For such tiny birds, female hummingbirds are the Little Red Hens of nesting season. Each builds a nest and raises a set of twins entirely on her own. The female sits on her eggs for about two weeks, taking breaks to feed herself and preen her feathers. Once hatched, the chicks spend up to three weeks in the nest, while their mother makes many trips a day to gather their food.

She catches gnats, fruit flies and small bees on the fly, sometimes pulling them from spider webs. To lap up nectar she zips between cardinal flowers, honeysuckle, bee balm, trumpet creeper and red morning glory, then pumps a slurry of sweet liquid and tiny insects down her chicks' throats.

Add a gram here and another there, and hummingbird chicks would quickly outgrow their tiny nest but for the ingenuity of their mother, who built it from plant down bound together with spider webbing. This latter material is elastic, expanding as the chicks grow, so the nest continues to encircle them until they're ready to leave.

Severson found the experience mesmerizing, driving 200 miles round trip and spending several hours on each visit for about five weeks.
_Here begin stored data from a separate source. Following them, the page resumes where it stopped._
//! Service layer: pipeline components, the tool loop and the facade tying them together.

mod answer_generator;
mod complaint_service;
mod context_assembler;
mod dispatcher;
mod extractor;
mod orchestrator;
mod ports;
mod retriever;
pub mod tools;

pub use answer_generator::{AnswerGenerator, DONT_KNOW_ANSWER};
pub use complaint_service::{ComplaintService, ServiceConfig};
pub use context_assembler::{Context, ContextAssembler};
pub use dispatcher::{ToolDispatcher, ToolOutput};
pub use extractor::{Extraction, FilterExtractor};
pub use orchestrator::{LoopConfig, LoopOutcome, Orchestrator, Termination, DEFAULT_MAX_ROUNDS};
pub use ports::{
    ConverseRequest, EmbeddingEngine, GenerativeModel, InferenceConfig, ToolChoice, ToolSpec,
    VectorStore,
};
pub use retriever::Retriever;
pub use tools::{ToolInvocation, ToolKind};
//! Application layer wiring DTOs and services.

pub mod dtos;
pub mod services;

pub use dtos::{AskRequest, AskResponse, AskStatus, HealthStatusResponse};
pub use services::ComplaintService;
He initially took photos from a blind, but then realized the mother bird wasn't bothered by humans. She didn't even mind when he climbed a stepladder to snap images inside the nest.

"I realize that not many people get to see a hummingbird nest," says Severson, a retired high school English teacher, "but the irony of this story is that I got to see it two years in a row." The mother bird returned to the same oak tree the next year, so he was able to watch the twins grow up from "little fuzz balls" but missed their fledging flights both years. When the youngsters are ready to go, they go.

After leaving their nest, young hummingbirds require several more weeks under their mother's watchful eye as they learn to hover at flowers for the nectar within. She continues to feed them out of the nest for a few more weeks, then they're on their own.

Thanks to Don Severson's skills as a photographer, and willingness to drive long distances, we have a bird's-eye view of the nesting process, as if we'd found the nest ourselves.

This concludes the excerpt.